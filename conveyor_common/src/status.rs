//! Status and reporting records.
//!
//! Both records are write-only sinks for the control logic: they are
//! refreshed from live instance fields at the end of a cycle and read by
//! reporting collaborators. Nothing in the control path reads them back.

use std::time::Duration;

use serde::Serialize;

use crate::consts::STATUS_TEXT_CAPACITY;
use crate::fault::FaultCause;

/// Fixed-capacity text used for status and fault messages.
pub type StatusText = heapless::String<STATUS_TEXT_CAPACITY>;

/// Replace the contents of `buf` with `text`, truncated to capacity.
pub fn set_text(buf: &mut StatusText, text: &str) {
    buf.clear();
    for ch in text.chars() {
        if buf.push(ch).is_err() {
            break;
        }
    }
}

// ─── Process-wide Status ────────────────────────────────────────────

/// Process-wide status block.
///
/// Single writer (the orchestrator, once per cycle), any number of readers.
#[derive(Debug, Clone, Default, PartialEq, Serialize)]
pub struct SystemStatus {
    /// Orchestrator is in its Running state.
    pub system_running: bool,
    /// Cycles executed since start.
    pub cycle_count: u64,
    /// Human readable summary.
    pub status_message: StatusText,
}

impl SystemStatus {
    pub fn new() -> Self {
        Self::default()
    }

    /// Publish one cycle's worth of status.
    pub fn publish(&mut self, system_running: bool, cycle_count: u64, message: &str) {
        self.system_running = system_running;
        self.cycle_count = cycle_count;
        set_text(&mut self.status_message, message);
    }
}

// ─── Conveyor Data Record ───────────────────────────────────────────

/// Diagnostic aggregates of one conveyor.
#[derive(Debug, Clone, Default, PartialEq, Serialize)]
pub struct ConveyorDiagnostics {
    /// Mean of all current samples [A].
    pub average_current: f64,
    /// Highest current sample [A].
    pub peak_current: f64,
    /// Number of current samples folded into the mean.
    pub current_samples: u64,
    /// Faults since start.
    pub fault_count: u32,
    /// Description of the most recent fault (empty if none).
    pub last_fault: StatusText,
}

impl ConveyorDiagnostics {
    /// Fold one current sample into average and peak.
    pub fn record_current(&mut self, amps: f64) {
        self.current_samples += 1;
        self.average_current += (amps - self.average_current) / self.current_samples as f64;
        if amps > self.peak_current {
            self.peak_current = amps;
        }
    }

    /// Count a fault and remember its description.
    pub fn record_fault(&mut self, cause: FaultCause) {
        self.fault_count = self.fault_count.saturating_add(1);
        set_text(&mut self.last_fault, cause.description());
    }
}

/// Denormalized per-conveyor snapshot for reporting.
#[derive(Debug, Clone, Default, PartialEq, Serialize)]
pub struct ConveyorData {
    pub running: bool,
    /// Actual speed [%].
    pub speed: i32,
    pub start_count: u32,
    /// Total run time across all runs.
    pub run_time: Duration,
    /// Configured speed bounds [%].
    pub max_speed: i32,
    pub min_speed: i32,
    /// Run time left until the next maintenance (saturates at zero).
    pub maintenance_remaining: Duration,
    pub diagnostics: ConveyorDiagnostics,
}

impl ConveyorData {
    /// Empty record carrying the configured bounds.
    pub fn new(min_speed: i32, max_speed: i32, maintenance_interval: Duration) -> Self {
        Self {
            min_speed,
            max_speed,
            maintenance_remaining: maintenance_interval,
            ..Self::default()
        }
    }
}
——————————
--- What you have to do ---
The line with "and fault messages." is the last to include; transcribe exactly every line from the top of the material above down to it.

--- Task answer ---
filename conveyor_common/src/status.rs
//! Status and reporting records.
//!
//! Both records are write-only sinks for the control logic: they are
//! refreshed from live instance fields at the end of a cycle and read by
//! reporting collaborators. Nothing in the control path reads them back.

use std::time::Duration;

use serde::Serialize;

use crate::consts::STATUS_TEXT_CAPACITY;
use crate::fault::FaultCause;

/// Fixed-capacity text used for status and fault messages.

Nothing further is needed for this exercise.